▶ [What needs to be done]: Find each line in the records below that contains the word "handling", and copy it out.

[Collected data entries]
'''

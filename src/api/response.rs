//! Response types for the Leave Engine API.
//!
//! This module defines the error response structures and error handling
//! for the HTTP API.

use axum::{
    Json,
    http::StatusCode,
    response::{IntoResponse, Response},
};
use serde::{Deserialize, Serialize};

use crate::error::LeaveError;

/// API error response structure.
#[derive(Debug, Clone, Serialize, Deserialize)]
pub struct ApiError {
    /// Error code for programmatic handling.
    pub code: String,
    /// Human-readable error message.
    pub message: String,
    /// Optional details about the error.
    #[serde(skip_serializing_if = "Option::is_none")]
    pub details: Option<String>,
}

impl ApiError {
    /// Creates a new API error.
    pub fn new(code: impl Into<String>, message: impl Into<String>) -> Self {
        Self {
            code: code.into(),
            message: message.into(),
            details: None,
        }
    }

    /// Creates a new API error with details.
    pub fn with_details(
        code: impl Into<String>,
        message: impl Into<String>,
        details: impl Into<String>,
    ) -> Self {
        Self {
            code: code.into(),
            message: message.into(),
            details: Some(details.into()),
        }
    }

    /// Creates a malformed JSON error response.
    pub fn malformed_json(message: impl Into<String>) -> Self {
        Self::new("MALFORMED_JSON", message)
    }

    /// Creates a missing field error response.
    pub fn missing_field(message: impl Into<String>) -> Self {
        Self::new("MISSING_FIELD", message)
    }
}

/// API error with HTTP status code.
pub struct ApiErrorResponse {
    /// The HTTP status code.
    pub status: StatusCode,
    /// The error body.
    pub error: ApiError,
}

impl ApiErrorResponse {
    /// A 400 response with the given body.
    pub fn bad_request(error: ApiError) -> Self {
        Self {
            status: StatusCode::BAD_REQUEST,
            error,
        }
    }
}

impl IntoResponse for ApiErrorResponse {
    fn into_response(self) -> Response {
        (self.status, Json(self.error)).into_response()
    }
}

impl From<LeaveError> for ApiErrorResponse {
    fn from(error: LeaveError) -> Self {
        let message = error.to_string();
        match error {
            LeaveError::Validation(failure) => ApiErrorResponse {
                status: StatusCode::UNPROCESSABLE_ENTITY,
                error: ApiError::new(failure.code(), message),
            },
            LeaveError::DataError { interval_id, .. } => ApiErrorResponse {
                status: StatusCode::BAD_REQUEST,
                error: ApiError::with_details(
                    "DATA_ERROR",
                    message,
                    format!("Leave interval '{}' carries malformed dates", interval_id),
                ),
            },
            LeaveError::InvalidMonth { .. } => ApiErrorResponse {
                status: StatusCode::BAD_REQUEST,
                error: ApiError::new("INVALID_MONTH", message),
            },
            LeaveError::IntervalNotFound { .. } => ApiErrorResponse {
                status: StatusCode::NOT_FOUND,
                error: ApiError::new("INTERVAL_NOT_FOUND", message),
            },
            LeaveError::NotificationNotFound { .. } => ApiErrorResponse {
                status: StatusCode::NOT_FOUND,
                error: ApiError::new("NOTIFICATION_NOT_FOUND", message),
            },
            LeaveError::InvalidTransition { .. } => ApiErrorResponse {
                status: StatusCode::CONFLICT,
                error: ApiError::with_details(
                    "INVALID_TRANSITION",
                    message,
                    "Only pending leave requests can be approved, rejected or cancelled",
                ),
            },
            LeaveError::NotOwner { .. } => ApiErrorResponse {
                status: StatusCode::CONFLICT,
                error: ApiError::new("NOT_OWNER", message),
            },
            LeaveError::PartialApproval { interval_id, .. } => ApiErrorResponse {
                status: StatusCode::INTERNAL_SERVER_ERROR,
                error: ApiError::with_details(
                    "PARTIAL_APPROVAL",
                    message,
                    format!(
                        "Leave interval '{}' is approved; reconcile the owner's balance",
                        interval_id
                    ),
                ),
            },
            LeaveError::Store { .. } => ApiErrorResponse {
                status: StatusCode::INTERNAL_SERVER_ERROR,
                error: ApiError::new("STORE_ERROR", message),
            },
            LeaveError::ConfigNotFound { .. } | LeaveError::ConfigParseError { .. } => {
                ApiErrorResponse {
                    status: StatusCode::INTERNAL_SERVER_ERROR,
                    error: ApiError::with_details("CONFIG_ERROR", "Configuration error", message),
                }
            }
        }
    }
}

'''

▶ [Answer box]:
//! This module defines the error response structures and error handling
    /// Error code for programmatic handling.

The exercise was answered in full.